# Work order
In the reply, include exactly the lines of the entries below from the first to the line with "result, on success.", that line included.

═════ Material supplied ═════

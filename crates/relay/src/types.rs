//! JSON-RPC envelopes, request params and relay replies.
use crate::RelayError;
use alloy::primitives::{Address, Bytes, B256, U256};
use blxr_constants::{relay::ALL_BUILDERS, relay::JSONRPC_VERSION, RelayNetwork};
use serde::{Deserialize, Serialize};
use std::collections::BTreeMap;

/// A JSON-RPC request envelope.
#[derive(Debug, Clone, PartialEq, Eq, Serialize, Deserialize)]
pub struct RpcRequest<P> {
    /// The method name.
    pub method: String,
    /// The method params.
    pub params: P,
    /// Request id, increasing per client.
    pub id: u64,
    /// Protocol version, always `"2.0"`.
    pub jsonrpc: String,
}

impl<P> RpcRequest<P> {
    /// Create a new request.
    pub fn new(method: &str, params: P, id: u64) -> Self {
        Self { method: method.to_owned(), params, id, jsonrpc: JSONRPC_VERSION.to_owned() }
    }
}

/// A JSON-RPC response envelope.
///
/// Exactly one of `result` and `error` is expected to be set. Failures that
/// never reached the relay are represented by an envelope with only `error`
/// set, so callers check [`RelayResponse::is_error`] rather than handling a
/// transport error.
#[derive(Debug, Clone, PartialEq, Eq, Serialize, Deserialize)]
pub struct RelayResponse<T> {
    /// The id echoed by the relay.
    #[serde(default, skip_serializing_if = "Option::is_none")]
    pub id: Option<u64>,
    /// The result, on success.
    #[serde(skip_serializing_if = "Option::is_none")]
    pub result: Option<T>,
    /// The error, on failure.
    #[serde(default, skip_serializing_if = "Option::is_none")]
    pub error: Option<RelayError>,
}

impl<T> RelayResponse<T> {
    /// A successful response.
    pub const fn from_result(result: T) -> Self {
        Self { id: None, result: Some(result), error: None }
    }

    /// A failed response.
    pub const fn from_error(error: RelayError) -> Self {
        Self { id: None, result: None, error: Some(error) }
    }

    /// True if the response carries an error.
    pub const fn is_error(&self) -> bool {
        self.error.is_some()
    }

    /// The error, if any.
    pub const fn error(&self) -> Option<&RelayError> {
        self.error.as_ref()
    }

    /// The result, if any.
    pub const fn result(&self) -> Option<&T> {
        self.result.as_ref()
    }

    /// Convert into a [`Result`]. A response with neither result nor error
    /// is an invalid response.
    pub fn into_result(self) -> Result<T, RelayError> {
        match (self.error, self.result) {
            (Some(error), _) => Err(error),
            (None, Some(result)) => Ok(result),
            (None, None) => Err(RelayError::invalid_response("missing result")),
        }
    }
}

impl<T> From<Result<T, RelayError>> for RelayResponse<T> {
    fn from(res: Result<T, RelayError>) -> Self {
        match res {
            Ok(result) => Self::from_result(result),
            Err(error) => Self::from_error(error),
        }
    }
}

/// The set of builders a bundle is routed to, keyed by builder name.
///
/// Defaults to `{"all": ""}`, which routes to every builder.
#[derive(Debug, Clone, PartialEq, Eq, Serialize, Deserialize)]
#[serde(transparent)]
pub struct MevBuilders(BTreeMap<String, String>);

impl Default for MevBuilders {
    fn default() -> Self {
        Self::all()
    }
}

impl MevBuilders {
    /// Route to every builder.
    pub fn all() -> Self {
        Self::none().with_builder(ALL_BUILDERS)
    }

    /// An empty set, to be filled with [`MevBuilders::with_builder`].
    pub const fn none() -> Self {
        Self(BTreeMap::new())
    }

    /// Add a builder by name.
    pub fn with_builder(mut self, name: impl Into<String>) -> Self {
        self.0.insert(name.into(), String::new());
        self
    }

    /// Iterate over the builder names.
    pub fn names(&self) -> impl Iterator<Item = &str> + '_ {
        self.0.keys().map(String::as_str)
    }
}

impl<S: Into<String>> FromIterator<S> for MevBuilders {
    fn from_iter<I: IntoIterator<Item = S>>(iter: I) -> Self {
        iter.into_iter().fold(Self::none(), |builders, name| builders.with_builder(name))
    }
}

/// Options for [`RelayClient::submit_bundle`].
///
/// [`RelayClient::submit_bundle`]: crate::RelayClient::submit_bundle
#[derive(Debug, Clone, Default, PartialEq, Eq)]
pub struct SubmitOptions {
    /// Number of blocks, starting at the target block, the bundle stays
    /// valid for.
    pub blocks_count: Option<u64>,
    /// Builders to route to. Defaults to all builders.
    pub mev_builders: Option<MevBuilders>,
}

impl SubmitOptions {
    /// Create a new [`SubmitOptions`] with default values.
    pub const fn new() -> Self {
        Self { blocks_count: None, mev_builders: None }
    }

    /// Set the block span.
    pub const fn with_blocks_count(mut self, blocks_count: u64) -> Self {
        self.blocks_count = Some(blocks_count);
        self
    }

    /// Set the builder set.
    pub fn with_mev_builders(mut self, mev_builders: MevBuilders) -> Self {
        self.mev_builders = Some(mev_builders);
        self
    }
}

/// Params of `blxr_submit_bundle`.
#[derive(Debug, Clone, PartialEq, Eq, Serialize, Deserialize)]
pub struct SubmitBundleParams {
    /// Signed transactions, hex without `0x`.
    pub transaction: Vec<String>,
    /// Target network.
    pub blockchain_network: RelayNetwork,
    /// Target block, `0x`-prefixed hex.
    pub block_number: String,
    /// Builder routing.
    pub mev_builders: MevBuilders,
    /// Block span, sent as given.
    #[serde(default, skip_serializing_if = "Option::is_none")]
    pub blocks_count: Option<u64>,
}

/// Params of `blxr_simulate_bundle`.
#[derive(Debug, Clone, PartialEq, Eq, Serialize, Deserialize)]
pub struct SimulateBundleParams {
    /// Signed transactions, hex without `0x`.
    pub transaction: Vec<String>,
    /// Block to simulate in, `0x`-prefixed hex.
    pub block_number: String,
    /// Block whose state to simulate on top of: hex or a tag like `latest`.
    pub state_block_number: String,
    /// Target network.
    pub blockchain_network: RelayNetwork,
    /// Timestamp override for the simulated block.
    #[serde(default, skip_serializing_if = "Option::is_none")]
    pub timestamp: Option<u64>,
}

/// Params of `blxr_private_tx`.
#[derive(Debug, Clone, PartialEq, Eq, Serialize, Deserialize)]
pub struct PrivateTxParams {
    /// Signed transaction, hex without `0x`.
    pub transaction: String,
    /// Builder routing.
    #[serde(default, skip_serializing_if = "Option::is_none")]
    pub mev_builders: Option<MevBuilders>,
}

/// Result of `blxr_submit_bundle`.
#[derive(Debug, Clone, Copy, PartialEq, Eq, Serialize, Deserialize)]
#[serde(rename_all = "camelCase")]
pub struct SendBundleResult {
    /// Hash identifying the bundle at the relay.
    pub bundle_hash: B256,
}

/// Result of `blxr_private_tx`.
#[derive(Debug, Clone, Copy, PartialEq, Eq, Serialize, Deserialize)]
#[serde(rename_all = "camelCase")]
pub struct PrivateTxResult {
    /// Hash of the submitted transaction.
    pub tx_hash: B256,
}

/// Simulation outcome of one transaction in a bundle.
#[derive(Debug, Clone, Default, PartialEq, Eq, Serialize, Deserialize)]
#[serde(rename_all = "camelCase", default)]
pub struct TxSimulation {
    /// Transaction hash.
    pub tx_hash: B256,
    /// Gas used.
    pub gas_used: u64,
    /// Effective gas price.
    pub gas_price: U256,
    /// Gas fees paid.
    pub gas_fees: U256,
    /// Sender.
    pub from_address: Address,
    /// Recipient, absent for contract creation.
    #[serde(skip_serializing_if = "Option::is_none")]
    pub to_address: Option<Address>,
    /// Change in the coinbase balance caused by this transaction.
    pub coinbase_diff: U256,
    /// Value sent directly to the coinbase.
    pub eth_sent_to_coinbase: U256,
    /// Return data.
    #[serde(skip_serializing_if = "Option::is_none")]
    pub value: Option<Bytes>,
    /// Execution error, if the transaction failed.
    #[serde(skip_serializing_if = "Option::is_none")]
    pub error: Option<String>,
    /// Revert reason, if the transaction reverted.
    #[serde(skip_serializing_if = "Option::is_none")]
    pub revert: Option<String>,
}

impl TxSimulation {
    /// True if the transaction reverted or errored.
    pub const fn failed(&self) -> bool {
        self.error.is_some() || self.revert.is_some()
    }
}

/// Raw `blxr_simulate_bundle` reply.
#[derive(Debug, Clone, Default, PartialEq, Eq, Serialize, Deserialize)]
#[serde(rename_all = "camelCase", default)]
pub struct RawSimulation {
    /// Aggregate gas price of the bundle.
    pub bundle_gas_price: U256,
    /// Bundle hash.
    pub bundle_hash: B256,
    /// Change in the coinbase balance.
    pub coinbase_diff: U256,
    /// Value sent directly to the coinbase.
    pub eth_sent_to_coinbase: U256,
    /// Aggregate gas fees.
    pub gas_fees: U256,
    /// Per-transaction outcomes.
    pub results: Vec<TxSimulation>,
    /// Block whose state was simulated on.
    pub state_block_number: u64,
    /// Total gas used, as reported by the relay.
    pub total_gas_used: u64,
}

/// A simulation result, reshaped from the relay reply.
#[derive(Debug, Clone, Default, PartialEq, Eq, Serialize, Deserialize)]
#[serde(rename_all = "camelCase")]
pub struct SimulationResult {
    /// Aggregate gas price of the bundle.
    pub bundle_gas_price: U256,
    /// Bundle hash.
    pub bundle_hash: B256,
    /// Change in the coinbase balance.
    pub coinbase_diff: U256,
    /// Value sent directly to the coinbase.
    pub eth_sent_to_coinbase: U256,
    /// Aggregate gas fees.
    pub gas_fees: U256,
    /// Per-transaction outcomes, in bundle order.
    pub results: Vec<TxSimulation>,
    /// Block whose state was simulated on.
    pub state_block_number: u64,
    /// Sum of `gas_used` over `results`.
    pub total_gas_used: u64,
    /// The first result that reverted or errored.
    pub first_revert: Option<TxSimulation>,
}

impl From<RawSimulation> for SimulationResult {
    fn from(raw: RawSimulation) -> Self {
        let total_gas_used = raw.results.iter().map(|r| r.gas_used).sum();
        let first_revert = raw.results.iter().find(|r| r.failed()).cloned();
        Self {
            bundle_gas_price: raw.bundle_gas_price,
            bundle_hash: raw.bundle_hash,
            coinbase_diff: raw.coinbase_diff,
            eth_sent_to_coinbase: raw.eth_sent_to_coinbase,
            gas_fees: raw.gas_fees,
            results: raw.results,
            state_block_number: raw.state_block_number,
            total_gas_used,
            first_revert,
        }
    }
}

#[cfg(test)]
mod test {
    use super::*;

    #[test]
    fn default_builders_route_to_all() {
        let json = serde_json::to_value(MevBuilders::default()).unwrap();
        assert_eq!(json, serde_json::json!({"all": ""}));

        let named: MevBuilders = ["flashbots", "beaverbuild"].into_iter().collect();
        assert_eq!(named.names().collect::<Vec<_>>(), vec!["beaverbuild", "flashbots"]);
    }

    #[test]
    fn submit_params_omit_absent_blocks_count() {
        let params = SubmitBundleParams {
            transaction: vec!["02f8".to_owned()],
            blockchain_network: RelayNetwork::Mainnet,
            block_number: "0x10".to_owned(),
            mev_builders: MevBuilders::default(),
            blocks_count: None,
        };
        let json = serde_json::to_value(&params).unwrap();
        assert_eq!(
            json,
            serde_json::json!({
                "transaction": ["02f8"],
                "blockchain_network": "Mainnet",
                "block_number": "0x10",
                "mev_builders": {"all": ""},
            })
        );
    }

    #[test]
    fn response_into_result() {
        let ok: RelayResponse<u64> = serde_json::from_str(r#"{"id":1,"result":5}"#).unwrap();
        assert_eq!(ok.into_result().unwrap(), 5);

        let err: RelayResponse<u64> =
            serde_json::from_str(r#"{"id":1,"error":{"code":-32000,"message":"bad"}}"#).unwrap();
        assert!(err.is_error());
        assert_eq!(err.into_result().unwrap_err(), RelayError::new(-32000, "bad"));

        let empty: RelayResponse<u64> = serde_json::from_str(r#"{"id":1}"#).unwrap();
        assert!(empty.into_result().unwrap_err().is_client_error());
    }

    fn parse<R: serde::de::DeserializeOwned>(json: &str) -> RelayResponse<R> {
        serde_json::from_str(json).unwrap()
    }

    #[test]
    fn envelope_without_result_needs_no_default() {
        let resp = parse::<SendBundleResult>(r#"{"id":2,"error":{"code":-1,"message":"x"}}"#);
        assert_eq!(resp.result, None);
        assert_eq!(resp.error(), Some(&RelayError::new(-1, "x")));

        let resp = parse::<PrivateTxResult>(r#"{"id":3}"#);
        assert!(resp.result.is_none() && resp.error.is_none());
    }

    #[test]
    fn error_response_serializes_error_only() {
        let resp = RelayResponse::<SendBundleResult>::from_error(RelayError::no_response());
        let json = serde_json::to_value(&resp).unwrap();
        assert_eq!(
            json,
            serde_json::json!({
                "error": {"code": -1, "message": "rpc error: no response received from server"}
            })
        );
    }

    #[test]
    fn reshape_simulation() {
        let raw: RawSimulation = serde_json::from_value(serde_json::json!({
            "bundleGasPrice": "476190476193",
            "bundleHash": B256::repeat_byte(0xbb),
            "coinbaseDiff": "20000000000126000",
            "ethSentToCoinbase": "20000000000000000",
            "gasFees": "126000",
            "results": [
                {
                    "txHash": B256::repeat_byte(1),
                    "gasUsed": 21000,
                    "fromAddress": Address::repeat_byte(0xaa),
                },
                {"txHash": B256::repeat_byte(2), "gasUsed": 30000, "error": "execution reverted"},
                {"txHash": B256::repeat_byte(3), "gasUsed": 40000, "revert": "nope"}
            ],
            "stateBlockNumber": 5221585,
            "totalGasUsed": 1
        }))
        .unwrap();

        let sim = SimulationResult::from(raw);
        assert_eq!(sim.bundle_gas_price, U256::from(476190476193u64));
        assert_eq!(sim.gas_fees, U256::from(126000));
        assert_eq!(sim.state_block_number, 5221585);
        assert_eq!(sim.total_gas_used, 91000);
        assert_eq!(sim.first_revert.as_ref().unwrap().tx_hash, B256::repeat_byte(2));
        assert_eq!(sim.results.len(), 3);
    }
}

═════

# The completed task
filename crates/relay/src/types.rs
//! JSON-RPC envelopes, request params and relay replies.
use crate::RelayError;
use alloy::primitives::{Address, Bytes, B256, U256};
use blxr_constants::{relay::ALL_BUILDERS, relay::JSONRPC_VERSION, RelayNetwork};
use serde::{Deserialize, Serialize};
use std::collections::BTreeMap;

/// A JSON-RPC request envelope.
#[derive(Debug, Clone, PartialEq, Eq, Serialize, Deserialize)]
pub struct RpcRequest<P> {
    /// The method name.
    pub method: String,
    /// The method params.
    pub params: P,
    /// Request id, increasing per client.
    pub id: u64,
    /// Protocol version, always `"2.0"`.
    pub jsonrpc: String,
}

impl<P> RpcRequest<P> {
    /// Create a new request.
    pub fn new(method: &str, params: P, id: u64) -> Self {
        Self { method: method.to_owned(), params, id, jsonrpc: JSONRPC_VERSION.to_owned() }
    }
}

/// A JSON-RPC response envelope.
///
/// Exactly one of `result` and `error` is expected to be set. Failures that
/// never reached the relay are represented by an envelope with only `error`
/// set, so callers check [`RelayResponse::is_error`] rather than handling a
/// transport error.
#[derive(Debug, Clone, PartialEq, Eq, Serialize, Deserialize)]
pub struct RelayResponse<T> {
    /// The id echoed by the relay.
    #[serde(default, skip_serializing_if = "Option::is_none")]
    pub id: Option<u64>,
    /// The result, on success.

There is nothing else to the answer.